Forum Discussion
Intune remediation scripts, schedule detect scripts
hi namikou1610 It’s confusing, but your reading is basically correct: in Intune Remediations, the detection script is the thing that runs on the schedule, and if it returns an issue, the remediation script runs right after it. The “every 24 hours” wording in older docs/log examples tends to describe the IME service check-in behavior, not a hard rule that every remediation package always evaluates only once per day. Microsoft’s Remediations documentation says you can set a schedule for the script package, including recurring options.
So in practice:
Detection does not have its own separate schedule from remediation.
The package schedule controls when the detect/remediate cycle is triggered.

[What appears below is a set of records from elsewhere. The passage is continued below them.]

pub mod convert;
pub mod error;
pub mod expand;
pub mod puzzle;
pub mod rules;
pub mod sink;
pub mod source;
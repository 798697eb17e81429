pub mod encoding;
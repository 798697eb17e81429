use nn::encoding::EncodeError;
use thiserror::Error;

/// Failure of a single puzzle record. Never affects other records
#[derive(Debug, Error, Clone, PartialEq, Eq)]
pub enum PuzzleError {
    #[error("malformed FEN '{fen}': {reason}")]
    MalformedFen { fen: String, reason: String },

    #[error("illegal move '{mov}' in position '{fen}'")]
    IllegalMove { mov: String, fen: String },

    #[error("malformed move '{0}'")]
    MalformedMove(String),

    #[error("expected at least 2 moves, found {0}")]
    TooFewMoves(usize),

    /// The line itself could not be split into the needed fields
    #[error("malformed row: {0}")]
    MalformedRow(String),

    #[error(transparent)]
    Encode(#[from] EncodeError),
}

/// Failure of a whole conversion run
#[derive(Debug, Error)]
pub enum ConvertError {
    #[error("can't read records: {0}")]
    SourceRead(#[source] csv::Error),

    #[error("can't write rows: {0}")]
    SinkWrite(#[source] csv::Error),

    #[error("missing column '{0}' in source header")]
    MissingColumn(&'static str),

    #[error("batch size must be at least 1")]
    InvalidBatchSize,

    #[error("record at line {line}: {source}")]
    Record {
        line: u64,
        #[source]
        source: PuzzleError,
    },
}
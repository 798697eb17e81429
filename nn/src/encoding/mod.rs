//! One-hot board encoding.
//!
//! A position is encoded into 64 blocks of [`NUM_CLASSES`] slots, one block per
//! square in FEN order (a8, b8, ..., h8, a7, ..., h1). Exactly one slot of
//! each block is set, selecting what occupies the square.
//!
//! Only the piece placement field of the FEN is read: side to move, castling
//! rights, en passant square and clocks do not change the encoding.

mod piece_class;

#[cfg(test)]
mod checks;

pub use piece_class::{PieceClass, NUM_CLASSES};

use std::fmt;
use std::iter;
use thiserror::Error;

/// Number of squares on the board
pub const NUM_SQUARES: usize = 64;

/// Length of an encoded position
pub const ENCODED_SIZE: usize = NUM_SQUARES * NUM_CLASSES; // 832

#[derive(Debug, Error, Clone, PartialEq, Eq)]
pub enum EncodeError {
    #[error("board placement expands to {0} squares, expected 64")]
    InvalidBoardLength(usize),

    #[error("invalid piece symbol '{0}'")]
    InvalidPieceSymbol(char),
}

/// A position encoded as 64 one-hot blocks of 13 slots
#[derive(Clone, PartialEq, Eq, Hash)]
pub struct EncodedPosition([u8; ENCODED_SIZE]);

impl EncodedPosition {
    /// Encodes a board given in square order (a8 first, h1 last)
    pub fn from_classes(squares: &[PieceClass; NUM_SQUARES]) -> Self {
        let mut data = [0u8; ENCODED_SIZE];

        for (i, class) in squares.iter().enumerate() {
            data[NUM_CLASSES * i + class.index()] = 1;
        }

        EncodedPosition(data)
    }

    pub fn as_slice(&self) -> &[u8] {
        &self.0
    }

    /// The 13 slots of a square (0 = a8, 63 = h1)
    pub fn block(&self, square: usize) -> &[u8] {
        &self.0[NUM_CLASSES * square..NUM_CLASSES * (square + 1)]
    }

    /// The class of the set slot in the block of a square
    pub fn class_at(&self, square: usize) -> PieceClass {
        let slot = self
            .block(square)
            .iter()
            .position(|&v| v == 1)
            .unwrap_or(PieceClass::Empty.index());

        PieceClass::ALL[slot]
    }

    /// Number of squares in each class, indexed by [`PieceClass::index`]
    pub fn class_counts(&self) -> [u32; NUM_CLASSES] {
        let mut counts = [0u32; NUM_CLASSES];

        for block in self.0.chunks_exact(NUM_CLASSES) {
            for (slot, &v) in block.iter().enumerate() {
                counts[slot] += v as u32;
            }
        }

        counts
    }

    /// Sum of every slot. Always 64 for encodings produced by this module
    pub fn sum(&self) -> u32 {
        self.0.iter().map(|&v| v as u32).sum()
    }
}

impl fmt::Debug for EncodedPosition {
    fn fmt(&self, f: &mut fmt::Formatter<'_>) -> fmt::Result {
        // 832 digits are useless in assertion output, show the board instead
        let board: String = (0..NUM_SQUARES)
            .map(|i| self.class_at(i).fen_char().unwrap_or('.'))
            .collect();
        write!(f, "EncodedPosition({})", board)
    }
}

/// Space-delimited list of 0/1 values
impl fmt::Display for EncodedPosition {
    fn fmt(&self, f: &mut fmt::Formatter<'_>) -> fmt::Result {
        for (i, v) in self.0.iter().enumerate() {
            if i > 0 {
                f.write_str(" ")?;
            }
            write!(f, "{}", v)?;
        }
        Ok(())
    }
}

/// Expands the placement field of a FEN into its 64 squares
pub fn parse_placement(fen: &str) -> Result<[PieceClass; NUM_SQUARES], EncodeError> {
    let placement = fen.split_whitespace().next().unwrap_or("");

    // `None` marks an empty square
    let mut squares: Vec<Option<char>> = Vec::with_capacity(NUM_SQUARES);

    for c in placement.chars() {
        match c {
            '/' => {} // rank separator
            '1'..='8' => {
                let run = c as usize - '0' as usize;
                squares.extend(iter::repeat(None).take(run));
            }
            _ => squares.push(Some(c)),
        }
    }

    // length is checked before symbols
    if squares.len() != NUM_SQUARES {
        return Err(EncodeError::InvalidBoardLength(squares.len()));
    }

    let mut classes = [PieceClass::Empty; NUM_SQUARES];
    for (class, square) in classes.iter_mut().zip(squares) {
        if let Some(c) = square {
            *class = PieceClass::from_fen_char(c)?;
        }
    }

    Ok(classes)
}

/// Encodes the board of a FEN string
pub fn encode(fen: &str) -> Result<EncodedPosition, EncodeError> {
    Ok(EncodedPosition::from_classes(&parse_placement(fen)?))
}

If your logs show multiple executions inside 24 hours, that’s usually because the IME service is polling regularly and the package is being reevaluated based on assignment / policy refresh behavior, not because Intune gives you a true “run detect only every 180 days” guarantee. That distinction is subtle, and honestly the docs are not very clear about it.
A couple of practical points:
Setting Daily + repeat every 180 days is awkward because “Daily” and “180 days” are fighting each other conceptually.
If you really want very infrequent health checks, Intune Remediations is usually not the best fit for heavyweight commands like dism /scanhealth.
A more reliable pattern is to make the script self-throttling: write a local timestamp/registry value/file after a successful run, and have the detection script exit immediately unless 180 days have passed.
So the logic would be:
Intune may invoke the package more often than you want.
Your script checks “last run date.”
If it hasn’t been 180 days, exit cleanly.
Only run dism when the interval has actually elapsed.
That gives you predictable behavior even if IME evaluates the assignment more often than expected.
One more thing: I’d also double-check the remediation command. Normally you’d expect:
Detection: dism /online /cleanup-image /scanhealth
Remediation: dism /online /cleanup-image /restorehealth
Running scanhealth again in remediation won’t actually repair anything.
So my honest take: your expectation is reasonable, but Intune Remediations isn’t designed as a precise long-interval scheduler. For a 180-day cadence, script-side throttling is usually the safest workaround.